Suddenly, at the level of central banks, Australia is regarded as an investment risk.
On Wednesday Martin Floden, the deputy governor of Sweden's central bank, announced that because Australia and Canada were "not known for good climate work".
As a result the bank had sold its holdings of bonds issued by the Canadian province of Alberta and by the Australian states of Queensland and Western Australia.
Central banks normally make the news when they change their "cash rate" and households pay less (or more) on their mortgages.
But central banks such as Australia's Reserve Bank and the European Central Bank, the People's Bank of China and the US Federal Reserve have broader responsibilities.
As an example, the new managing director of the International Monetary Fund Kristalina Georgieva warned last month that the necessary transition away from fossil fuels would lead to significant amounts of "stranded assets".
Those assets will be coal mines and oil fields that become worthless, endangering the banks that have lent to develop them.

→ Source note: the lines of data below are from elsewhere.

// ==========================================
// 装配车间生产跟踪系统 - 生成档案文件存储
// ==========================================
// 职责: 生成档案的 JSON 文件读写
// 存储位置: 配置目录 assembly-flow/profiles/ (可注入)
// ==========================================

use std::fs;
use std::path::{Path, PathBuf};

use tracing::{debug, info};

use super::error::{ConfigError, ConfigResult};
use super::generation_profile::GenerationProfile;

// ==========================================
// ProfileStore - 档案存储
// ==========================================
pub struct ProfileStore {
    dir: PathBuf,
}

impl ProfileStore {
    /// 在指定目录上打开档案存储（目录不存在时创建）
    pub fn open(dir: impl Into<PathBuf>) -> ConfigResult<Self> {
        let dir = dir.into();
        fs::create_dir_all(&dir)?;
        debug!(dir = %dir.display(), "档案存储已打开");
        Ok(Self { dir })
    }

    /// 在系统配置目录下打开缺省档案存储
    pub fn open_default() -> ConfigResult<Self> {
        let base = dirs::config_dir()
            .ok_or_else(|| ConfigError::Invalid("无法定位系统配置目录".to_string()))?;
        Self::open(base.join("assembly-flow").join("profiles"))
    }

    /// 存储目录
    pub fn dir(&self) -> &Path {
        &self.dir
    }

    /// 保存档案（同 ID 覆盖）
    pub fn save(&self, profile: &GenerationProfile) -> ConfigResult<()> {
        if profile.profile_id.trim().is_empty() {
            return Err(ConfigError::Invalid("档案 ID 不能为空".to_string()));
        }
        if profile.include_steps.is_empty() {
            return Err(ConfigError::Invalid(format!(
                "档案 {} 的工序选择集为空",
                profile.profile_id
            )));
        }

        let path = self.profile_path(&profile.profile_id);
        let json = serde_json::to_string_pretty(profile)?;
        fs::write(&path, json)?;
        info!(profile_id = %profile.profile_id, path = %path.display(), "档案已保存");
        Ok(())
    }

    /// 按 ID 加载档案
    pub fn load(&self, profile_id: &str) -> ConfigResult<GenerationProfile> {
        let path = self.profile_path(profile_id);
        if !path.exists() {
            return Err(ConfigError::NotFound(profile_id.to_string()));
        }
        let json = fs::read_to_string(&path)?;
        Ok(serde_json::from_str(&json)?)
    }

    /// 列出全部档案（按文件名排序）
    pub fn list(&self) -> ConfigResult<Vec<GenerationProfile>> {
        let mut paths: Vec<PathBuf> = fs::read_dir(&self.dir)?
            .filter_map(|entry| entry.ok().map(|e| e.path()))
            .filter(|p| p.extension().map(|ext| ext == "json").unwrap_or(false))
            .collect();
        paths.sort();

        let mut profiles = Vec::with_capacity(paths.len());
        for path in paths {
            let json = fs::read_to_string(&path)?;
            profiles.push(serde_json::from_str(&json)?);
        }
        Ok(profiles)
    }

    /// 按 ID 删除档案
    pub fn delete(&self, profile_id: &str) -> ConfigResult<()> {
        let path = self.profile_path(profile_id);
        if !path.exists() {
            return Err(ConfigError::NotFound(profile_id.to_string()));
        }
        fs::remove_file(&path)?;
        info!(profile_id = %profile_id, "档案已删除");
        Ok(())
    }

    fn profile_path(&self, profile_id: &str) -> PathBuf {
        self.dir.join(format!("{}.json", profile_id))
    }
}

More frequent floods, storms and fires will pose risks for insurance companies. Climate change will make these and other shocks more frequent and more severe.
In a speech in March the deputy governor of Australia's Reserve Bank Guy Debelle said we needed to stop thinking of extreme events as cyclical.

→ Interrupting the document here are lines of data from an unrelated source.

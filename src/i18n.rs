// ==========================================
// 国际化 (i18n) 模块
// ==========================================
// 使用 rust-i18n 库,中文为回落语言
// 注意: rust_i18n::i18n! 宏已在 lib.rs 中初始化
// ==========================================

/// 支持的语言代码
pub const SUPPORTED_LOCALES: &[&str] = &["zh-CN", "en"];

/// 获取当前语言
pub fn current_locale() -> String {
    rust_i18n::locale().to_string()
}

/// 设置语言
///
/// 不在 [SUPPORTED_LOCALES] 内的语言代码会照常设置,
/// 查不到的键将回落到 zh-CN
pub fn set_locale(locale: &str) {
    rust_i18n::set_locale(locale);
}

/// 翻译消息（无参数）
pub fn t(key: &str) -> String {
    rust_i18n::t!(key).to_string()
}

/// 翻译消息（带参数）
///
/// 按 `%{key}` 占位符逐个替换
///
/// # 示例
/// ```no_run
/// use assembly_flow::i18n::t_with_args;
/// let msg = t_with_args("readiness.blocked_single", &[("name", "左侧门板")]);
/// ```
pub fn t_with_args(key: &str, args: &[(&str, &str)]) -> String {
    let mut result = rust_i18n::t!(key).to_string();
    for (k, v) in args {
        let placeholder = format!("%{{{}}}", k);
        result = result.replace(&placeholder, v);
    }
    result
}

And he said the changes that will be imposed on us and the changes we will need might be abrupt.
Australia's central bank and others are going further then just responding to the impacts of climate change. They are doing their part to moderate it.
Over thirty central banks (including Australia's), and a number of financial supervisory agencies, have created a Network for Greening the Financial System.

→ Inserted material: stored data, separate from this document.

use chrono::{Duration, NaiveDateTime};
use tracing::{debug, instrument};

use crate::domain::child_part::ChildPartProductionOrder;

use super::report::{AssemblyReadinessReport, BlockingItem, ReadyItem};

// 一天的秒数 (延期取整用)
const SECONDS_PER_DAY: i64 = 86_400;

// 总装准备缓冲: 最晚子件计划完成后留一天
const ASSEMBLY_BUFFER_DAYS: i64 = 1;

// ==========================================
// ReadinessEvaluator - 齐套检查引擎
// ==========================================
pub struct ReadinessEvaluator {
    // 无状态引擎,不需要注入依赖
}

impl ReadinessEvaluator {
    /// 构造函数
    pub fn new() -> Self {
        Self {}
    }

    // ==========================================
    // 核心方法
    // ==========================================

    /// 评估订单齐套状态
    ///
    /// 规则:
    /// 1) 状态为 READY_FOR_ASSEMBLY 的子件入就绪分区,其余入阻塞分区
    /// 2) 阻塞子件计算延期天数 (未到期为空)
    /// 3) is_ready 当且仅当阻塞为空且子件非空
    /// 4) 齐套率 = round(就绪数/总数×100),无子件时为 0
    ///
    /// # 参数
    /// - `order_id`: 订单ID
    /// - `child_parts`: 该订单的子件生产记录
    /// - `now`: 当前时间 (显式传入,保证可测)
    #[instrument(skip(self, child_parts), fields(order_id = %order_id, parts = child_parts.len()))]
    pub fn evaluate(
        &self,
        order_id: &str,
        child_parts: &[ChildPartProductionOrder],
        now: NaiveDateTime,
    ) -> AssemblyReadinessReport {
        let mut ready_items: Vec<ReadyItem> = Vec::new();
        let mut blocking_items: Vec<BlockingItem> = Vec::new();

        for part in child_parts {
            if part.is_ready_for_assembly() {
                ready_items.push(ReadyItem {
                    child_part_id: part.child_part_id.clone(),
                    child_part_name: part.child_part_name.clone(),
                    ready_at: part.ready_for_assembly_at,
                    quantity: part.quantity_produced,
                });
            } else {
                blocking_items.push(BlockingItem {
                    child_part_id: part.child_part_id.clone(),
                    child_part_name: part.child_part_name.clone(),
                    status: part.status,
                    expected_at: part.planned_completion,
                    delay_days: self.delay_days(part.planned_completion, now),
                });
            }
        }

        let total = child_parts.len();
        let readiness_pct = if total == 0 {
            0
        } else {
            ((ready_items.len() * 100) as f64 / total as f64).round() as u32
        };
        let is_ready = blocking_items.is_empty() && total > 0;

        debug!(
            order_id = %order_id,
            ready = ready_items.len(),
            blocking = blocking_items.len(),
            readiness_pct,
            "齐套评估完成"
        );

        AssemblyReadinessReport {
            order_id: order_id.to_string(),
            evaluated_at: now,
            is_ready,
            readiness_pct,
            ready_items,
            blocking_items,
        }
    }

    // ==========================================
    // 派生计算
    // ==========================================

    /// 延期天数
    ///
    /// 计划完成时间晚于或等于 now 时为空;
    /// 否则按已过整天数向上取整
    pub fn delay_days(&self, planned: NaiveDateTime, now: NaiveDateTime) -> Option<i64> {
        let elapsed_secs = now.signed_duration_since(planned).num_seconds();
        if elapsed_secs <= 0 {
            None
        } else {
            Some((elapsed_secs + SECONDS_PER_DAY - 1) / SECONDS_PER_DAY)
        }
    }

    /// 预计总装开始时间
    ///
    /// 全部子件计划完成时间的最大值加一天缓冲;
    /// 无子件时为空
    pub fn expected_assembly_start(
        &self,
        child_parts: &[ChildPartProductionOrder],
    ) -> Option<NaiveDateTime> {
        child_parts
            .iter()
            .map(|p| p.planned_completion)
            .max()
            .map(|latest| latest + Duration::days(ASSEMBLY_BUFFER_DAYS))
    }
}

impl Default for ReadinessEvaluator {
    fn default() -> Self {
        Self::new()
    }
}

Its purpose is to enhance the role of the financial system in mobilising finance to support the transitions that will be needed. The US Federal Reserve has not joined yet but is considering how to participate.
One of its credos is that central banks should lead by example in their own investments.
They hold and manage over A$17 trillion. That makes them enormously large investors and a huge influence on global markets.
As part of their traditional focus on the liquidity, safety and returns from assets, they are taking into account climate change in deciding how to invest.
The are increasingly putting their money into "green bonds", which are securities whose proceeds are used to finance projects that combat climate change or the depletion of biodiversity and natural resources.
Over A$300 billion worth of green bonds were issued in 2018, with the total stock now over A$1 trillion.
Central banks are investing, and setting standards
While large, that is still less than 1% of the stock of conventional securities. It means green bonds are less liquid and have higher buying and selling costs.
It also means smaller central banks lack the skills to deal with them.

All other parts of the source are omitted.